Glissement ou dévaluation du dinar, quelle différence ?
Dans un commentaire largement reproduit par la presse algérienne, selon un conseiller à la Banque d’Algérie, le dinar n’a subi ni dévaluation ni dépréciation et encore moins un effritement.
Je le cite : "Le régime de change algérien est à classer dans la catégorie flottement dirigé. Il n’y a pas de dévaluation lorsque le taux de d’une monnaie est flottant ou flottant dirigé. On recourt à la dévaluation dans le cas du régime de change fixe lorsque l’économie est en profond déséquilibre. C’est-à-dire lorsqu’un pays importe beaucoup plus qu’il n’en exporte. La dévaluation intervient pour équilibrer la balance commerciale et rendre les importations plus chères pour favoriser les exportations". Pour ce conseiller l’économie ne connait pas de déséquilibre et ce glissement a favorisé les exportations algériennes. Je souhaiterais un débat serein, sans passion, loin des discours euphoriques afin d‘éclairer l’opinion algérienne sur des sujets stratégiques qui engagent l’avenir de l’Algérie. Questions de sémantiques ? Il faut être pratique. Le lecteur confronté à la réalité quotidienne, loin des théories abstraites des bureaux climatisés, appréciera.

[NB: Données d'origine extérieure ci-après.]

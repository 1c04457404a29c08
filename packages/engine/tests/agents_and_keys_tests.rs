//! Agent registry and admin API-key integration tests (§4.1, §6.1).
//! Requires `TEST_DATABASE_URL`.

mod common;

use axum::body::Body;
use axum::http::{Request, StatusCode};
use engine_core::kernel::credentials::Scope;
use http_body_util::BodyExt;
use tower::ServiceExt;

async fn body_json(response: axum::response::Response) -> serde_json::Value {
    let bytes = response.into_body().collect().await.unwrap().to_bytes();
    serde_json::from_slice(&bytes).unwrap_or(serde_json::Value::Null)
}

#[tokio::test]
async fn registering_an_agent_then_duplicate_package_name_conflicts() {
    let Some(harness) = common::TestHarness::new().await else {
        eprintln!("skipping: TEST_DATABASE_URL not set");
        return;
    };
    let (key, _) = harness.issue_key(vec![Scope::AgentsWrite, Scope::AgentsRead]).await;
    let app = engine_core::server::build_app(harness.kernel.clone());

    let payload = serde_json::json!({
        "name": "Web Scraper",
        "description": "Crawls a URL and extracts structured data from the page",
        "package_name": "web-scraper",
    });

    let first = app
        .clone()
        .oneshot(
            Request::builder()
                .method("POST")
                .uri("/api/v1/agents")
                .header("authorization", format!("Bearer {key}"))
                .header("content-type", "application/json")
                .body(Body::from(payload.to_string()))
                .unwrap(),
        )
        .await
        .unwrap();
    assert_eq!(first.status(), StatusCode::CREATED);

    let second = app
        .oneshot(
            Request::builder()
                .method("POST")
                .uri("/api/v1/agents")
                .header("authorization", format!("Bearer {key}"))
                .header("content-type", "application/json")
                .body(Body::from(payload.to_string()))
                .unwrap(),
        )
        .await
        .unwrap();
    assert_eq!(second.status(), StatusCode::CONFLICT);
}

#[tokio::test]
async fn create_agent_rejects_bad_package_name() {
    let Some(harness) = common::TestHarness::new().await else {
        eprintln!("skipping: TEST_DATABASE_URL not set");
        return;
    };
    let (key, _) = harness.issue_key(vec![Scope::AgentsWrite]).await;
    let app = engine_core::server::build_app(harness.kernel.clone());

    let response = app
        .oneshot(
            Request::builder()
                .method("POST")
                .uri("/api/v1/agents")
                .header("authorization", format!("Bearer {key}"))
                .header("content-type", "application/json")
                .body(Body::from(
                    serde_json::json!({
                        "name": "Bad Agent",
                        "description": "this description is long enough to pass validation",
                        "package_name": "Not Valid!",
                    })
                    .to_string(),
                ))
                .unwrap(),
        )
        .await
        .unwrap();
    assert_eq!(response.status(), StatusCode::BAD_REQUEST);
}

#[tokio::test]
async fn admin_can_issue_and_revoke_a_key() {
    let Some(harness) = common::TestHarness::new().await else {
        eprintln!("skipping: TEST_DATABASE_URL not set");
        return;
    };
    let (admin_key, _) = harness.issue_key(vec![Scope::Admin]).await;
    let app = engine_core::server::build_app(harness.kernel.clone());

    let created = app
        .clone()
        .oneshot(
            Request::builder()
                .method("POST")
                .uri("/api/v1/admin/keys")
                .header("authorization", format!("Bearer {admin_key}"))
                .header("content-type", "application/json")
                .body(Body::from(serde_json::json!({"name": "ci bot"}).to_string()))
                .unwrap(),
        )
        .await
        .unwrap();
    assert_eq!(created.status(), StatusCode::CREATED);
    let body = body_json(created).await;
    let new_id = body["id"].as_str().unwrap().to_string();
    assert!(body["key"].as_str().unwrap().starts_with("engine_test_"));

    let revoked = app
        .oneshot(
            Request::builder()
                .method("DELETE")
                .uri(format!("/api/v1/admin/keys/{new_id}"))
                .header("authorization", format!("Bearer {admin_key}"))
                .header("content-type", "application/json")
                .body(Body::from(serde_json::json!({}).to_string()))
                .unwrap(),
        )
        .await
        .unwrap();
    assert_eq!(revoked.status(), StatusCode::OK);

    let meta = harness
        .kernel
        .credentials
        .get(uuid::Uuid::parse_str(&new_id).unwrap())
        .await
        .unwrap()
        .unwrap();
    assert!(!meta.is_active);
}

#[tokio::test]
async fn admin_metrics_reports_job_counts_by_status() {
    let Some(harness) = common::TestHarness::new().await else {
        eprintln!("skipping: TEST_DATABASE_URL not set");
        return;
    };
    let (admin_key, credential_id) = harness.issue_key(vec![Scope::Admin]).await;

    harness
        .kernel
        .queue
        .enqueue(
            "metrics task",
            credential_id,
            0,
            300,
            "gpt-4o-mini",
            engine_core::kernel::models::HitlMode::AutoExecute,
            3,
            None,
        )
        .await
        .unwrap();

    let app = engine_core::server::build_app(harness.kernel.clone());
    let response = app
        .oneshot(
            Request::builder()
                .uri("/api/v1/admin/metrics")
                .header("authorization", format!("Bearer {admin_key}"))
                .body(Body::empty())
                .unwrap(),
        )
        .await
        .unwrap();
    assert_eq!(response.status(), StatusCode::OK);
    let body = body_json(response).await;
    assert_eq!(body["jobs"]["by_status"]["queued"], serde_json::json!(1));
}
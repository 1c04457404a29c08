//! `/admin` endpoints (§6.1): reindexing, metrics, and worker introspection.

use std::collections::HashMap;
use std::sync::Arc;

use axum::extract::{Path, Query, State};
use axum::{Extension, Json};
use chrono::Utc;
use serde::{Deserialize, Serialize};

use crate::error::{ApiError, ApiResult};
use crate::kernel::credentials::Scope;
use crate::kernel::models::WorkerHealth;
use crate::kernel::EngineKernel;
use crate::server::middleware::{require_scope, AuthContext};

#[derive(Debug, Serialize)]
pub struct ReindexResponse {
    pub updated: u32,
    pub total: u32,
    #[serde(skip_serializing_if = "Option::is_none")]
    pub errors: Option<u32>,
}

pub async fn reindex_agents(
    State(kernel): State<Arc<EngineKernel>>,
    Extension(auth): Extension<AuthContext>,
) -> ApiResult<Json<ReindexResponse>> {
    require_scope(&auth, &[Scope::Admin])?;

    let descriptions = kernel.agents.list_all_descriptions().await?;
    let total = descriptions.len() as u32;
    let mut updated = 0u32;
    let mut errors = 0u32;

    for (id, description) in descriptions {
        match kernel.discovery.reindex(&description).await {
            Ok(_vector) => updated += 1,
            Err(e) => {
                errors += 1;
                tracing::warn!(agent_id = %id, error = %e, "failed to reindex agent");
            }
        }
    }

    Ok(Json(ReindexResponse {
        updated,
        total,
        errors: if errors > 0 { Some(errors) } else { None },
    }))
}

#[derive(Debug, Serialize)]
pub struct MetricsResponse {
    pub jobs: JobMetrics,
    pub workers: WorkerMetrics,
    pub agents: AgentMetrics,
    pub api_keys: ApiKeyMetrics,
    pub timestamp: chrono::DateTime<Utc>,
}

#[derive(Debug, Serialize)]
pub struct JobMetrics {
    pub by_status: HashMap<String, i64>,
    pub total: i64,
    pub last_hour: i64,
}

#[derive(Debug, Serialize)]
pub struct WorkerMetrics {
    pub by_status: HashMap<String, i64>,
    pub total: i64,
}

#[derive(Debug, Serialize)]
pub struct AgentMetrics {
    pub total: i64,
    pub verified: i64,
}

#[derive(Debug, Serialize)]
pub struct ApiKeyMetrics {
    pub total: i64,
    pub active: i64,
}

pub async fn get_metrics(
    State(kernel): State<Arc<EngineKernel>>,
    Extension(auth): Extension<AuthContext>,
) -> ApiResult<Json<MetricsResponse>> {
    require_scope(&auth, &[Scope::Admin])?;

    let job_rows: Vec<(String, i64)> =
        sqlx::query_as("SELECT status, COUNT(*) FROM jobs GROUP BY status")
            .fetch_all(&kernel.db)
            .await?;
    let jobs_by_status: HashMap<String, i64> = job_rows.into_iter().collect();
    let jobs_total: i64 = jobs_by_status.values().sum();
    let (jobs_last_hour,): (i64,) =
        sqlx::query_as("SELECT COUNT(*) FROM jobs WHERE created_at > NOW() - INTERVAL '1 hour'")
            .fetch_one(&kernel.db)
            .await?;

    let worker_rows: Vec<(String, i64)> =
        sqlx::query_as("SELECT status, COUNT(*) FROM workers GROUP BY status")
            .fetch_all(&kernel.db)
            .await?;
    let workers_by_status: HashMap<String, i64> = worker_rows.into_iter().collect();
    let workers_total: i64 = workers_by_status.values().sum();

    let (agents_total, agents_verified) = kernel.agents.count().await?;

    let (keys_total,): (i64,) = sqlx::query_as("SELECT COUNT(*) FROM credentials")
        .fetch_one(&kernel.db)
        .await?;
    let (keys_active,): (i64,) =
        sqlx::query_as("SELECT COUNT(*) FROM credentials WHERE is_active = true")
            .fetch_one(&kernel.db)
            .await?;

    Ok(Json(MetricsResponse {
        jobs: JobMetrics {
            by_status: jobs_by_status,
            total: jobs_total,
            last_hour: jobs_last_hour,
        },
        workers: WorkerMetrics {
            by_status: workers_by_status,
            total: workers_total,
        },
        agents: AgentMetrics {
            total: agents_total,
            verified: agents_verified,
        },
        api_keys: ApiKeyMetrics {
            total: keys_total,
            active: keys_active,
        },
        timestamp: Utc::now(),
    }))
}

#[derive(Debug, Serialize)]
pub struct WorkerView {
    #[serde(flatten)]
    pub worker: crate::kernel::models::Worker,
    pub health: WorkerHealth,
}

#[derive(Debug, Deserialize)]
pub struct ListWorkersQuery {
    pub status: Option<String>,
}

#[derive(Debug, Serialize)]
pub struct WorkersSummary {
    pub healthy: usize,
    pub warning: usize,
    pub dead: usize,
}

#[derive(Debug, Serialize)]
pub struct ListWorkersResponse {
    pub workers: Vec<WorkerView>,
    pub count: usize,
    pub summary: WorkersSummary,
}

pub async fn list_workers(
    State(kernel): State<Arc<EngineKernel>>,
    Extension(auth): Extension<AuthContext>,
    Query(query): Query<ListWorkersQuery>,
) -> ApiResult<Json<ListWorkersResponse>> {
    require_scope(&auth, &[Scope::Admin])?;

    let now = Utc::now();
    let workers = kernel.queue.list_workers(query.status.as_deref()).await?;

    let mut summary = WorkersSummary { healthy: 0, warning: 0, dead: 0 };
    let views: Vec<WorkerView> = workers
        .into_iter()
        .map(|worker| {
            let health = worker.health(now);
            match health {
                WorkerHealth::Healthy => summary.healthy += 1,
                WorkerHealth::Warning => summary.warning += 1,
                WorkerHealth::Dead => summary.dead += 1,
            }
            WorkerView { worker, health }
        })
        .collect();

    Ok(Json(ListWorkersResponse {
        count: views.len(),
        workers: views,
        summary,
    }))
}

pub async fn get_worker(
    State(kernel): State<Arc<EngineKernel>>,
    Extension(auth): Extension<AuthContext>,
    Path(id): Path<String>,
) -> ApiResult<Json<WorkerView>> {
    require_scope(&auth, &[Scope::Admin])?;
    let worker = kernel.queue.get_worker(&id).await?.ok_or(ApiError::NotFound)?;
    let health = worker.health(Utc::now());
    Ok(Json(WorkerView { worker, health }))
}
//! Error types for the chat-completion client.

use thiserror::Error;

/// Result type for chat-client operations.
pub type Result<T> = std::result::Result<T, ChatError>;

/// Errors surfaced by [`crate::ChatClient`].
#[derive(Debug, Error)]
pub enum ChatError {
    /// Configuration error (missing API key, invalid settings).
    #[error("configuration error: {0}")]
    Config(String),

    /// Network error (connection failed, timeout).
    #[error("network error: {0}")]
    Network(String),

    /// Non-2xx response from the provider.
    #[error("chat provider returned {status}: {body}")]
    Api { status: u16, body: String },

    /// Unexpected response shape (invalid JSON, missing fields).
    #[error("parse error: {0}")]
    Parse(String),
}
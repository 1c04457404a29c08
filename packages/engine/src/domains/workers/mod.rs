//! Worker domain: the runtime that claims and executes jobs.

pub mod runtime;

pub use runtime::{WorkerRuntime, WorkerRuntimeConfig};
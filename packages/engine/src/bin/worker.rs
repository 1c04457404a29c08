//! Worker runtime composition root.

use std::sync::Arc;
use std::time::Duration;

use chat_client::ChatClient;
use sqlx::postgres::PgPoolOptions;
use tokio_util::sync::CancellationToken;

use engine_core::config::Config;
use engine_core::domains::jobs::AgentLoopDeps;
use engine_core::domains::workers::{WorkerRuntime, WorkerRuntimeConfig};
use engine_core::kernel::discovery::{DiscoveryService, HttpDiscoveryService};
use engine_core::kernel::object_store::{HttpObjectStore, ObjectStore};
use engine_core::kernel::queue::{PostgresQueueStore, QueueStore};
use engine_core::kernel::sandbox::{HttpSandboxProvider, SandboxProvider};

#[tokio::main]
async fn main() -> anyhow::Result<()> {
    dotenvy::dotenv().ok();
    tracing_subscriber::fmt()
        .with_env_filter(tracing_subscriber::EnvFilter::from_default_env())
        .init();

    let config = Config::from_env()?;
    let db = PgPoolOptions::new()
        .max_connections(10)
        .acquire_timeout(Duration::from_secs(10))
        .connect(&config.database_url)
        .await?;

    sqlx::migrate!("./migrations").run(&db).await?;

    let queue: Arc<dyn QueueStore> = Arc::new(PostgresQueueStore::new(db.clone()));

    let chat_client = Arc::new(
        ChatClient::new(config.chat_provider_api_key.clone()).with_base_url(
            config
                .chat_provider_base_url
                .clone()
                .unwrap_or_else(|| "https://api.openai.com/v1".to_string()),
        ),
    );
    let discovery: Arc<dyn DiscoveryService> = Arc::new(HttpDiscoveryService::new(
        config.discovery_service_url.clone().unwrap_or_default(),
    ));
    let object_store: Arc<dyn ObjectStore> = Arc::new(HttpObjectStore::new(
        config.object_store_url.clone().unwrap_or_default(),
        config.object_store_admin_token.clone().unwrap_or_default(),
    ));
    let sandbox_provider: Arc<dyn SandboxProvider> = Arc::new(HttpSandboxProvider::new(
        config.sandbox_provider_url.clone().unwrap_or_default(),
        config.sandbox_provider_token.clone().unwrap_or_default(),
    ));

    let loop_deps = Arc::new(AgentLoopDeps {
        chat_client,
        queue: queue.clone(),
        discovery,
        object_store,
        sandbox_provider,
    });

    let worker_id = WorkerRuntimeConfig::default_worker_id();
    let runtime_config = WorkerRuntimeConfig::from_config(worker_id, &config);
    let runtime = Arc::new(WorkerRuntime::new(queue, loop_deps, runtime_config));

    let shutdown = CancellationToken::new();
    let shutdown_for_signal = shutdown.clone();
    tokio::spawn(async move {
        wait_for_shutdown_signal().await;
        shutdown_for_signal.cancel();
    });

    runtime.run(shutdown).await;
    Ok(())
}

async fn wait_for_shutdown_signal() {
    let ctrl_c = async {
        tokio::signal::ctrl_c().await.expect("failed to install Ctrl+C handler");
    };

    #[cfg(unix)]
    let terminate = async {
        tokio::signal::unix::signal(tokio::signal::unix::SignalKind::terminate())
            .expect("failed to install SIGTERM handler")
            .recv()
            .await;
    };

    #[cfg(not(unix))]
    let terminate = std::future::pending::<()>();

    tokio::select! {
        _ = ctrl_c => {},
        _ = terminate => {},
    }

    tracing::info!("shutdown signal received, draining worker");
}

J’en conviens, le dinar algérien n’est pas une monnaie convertible car non cotée au niveau des bourses internationales. Certes, les réserves de change ne sont qu’une richesse virtuelle provenant des hydrocarbures et l’objectif stratégique est de les transformer en richesses réelles, posant d’ailleurs la problématique du rendement réel tenant compte du taux d’intérêt pondéré par le taux d’inflation mondial, de plus de 90% déposés tant en bons de trésor américains qu’en obligations européennes. Mais n’oublions pas que la cotation du dinar algérien, sans les hydrocarbures représentant, 98% des exportations libellées en dollars et important 70/75% des besoins des entreprises (taux d’intégration public/privé inférieur à 15%) et des ménages dont 60% en euros et que les entreprises créatrices de richesses non liées à la rente des hydrocarbures moins de 20% du produit intérieur brut PIB, flotterait entre 300 et 400 dinars un euro. D’ailleurs depuis plus ‘une année l’écart entre le marché officiel et le marché parallèle ne cesse de se creuser pour s’établir entre 1401 et 150 dinars un euro. Cela est le reflet de la faiblesse de la productivité du travail, une des plus faibles au niveau du bassin méditerranéen, l’Algérie étant une économie rentière.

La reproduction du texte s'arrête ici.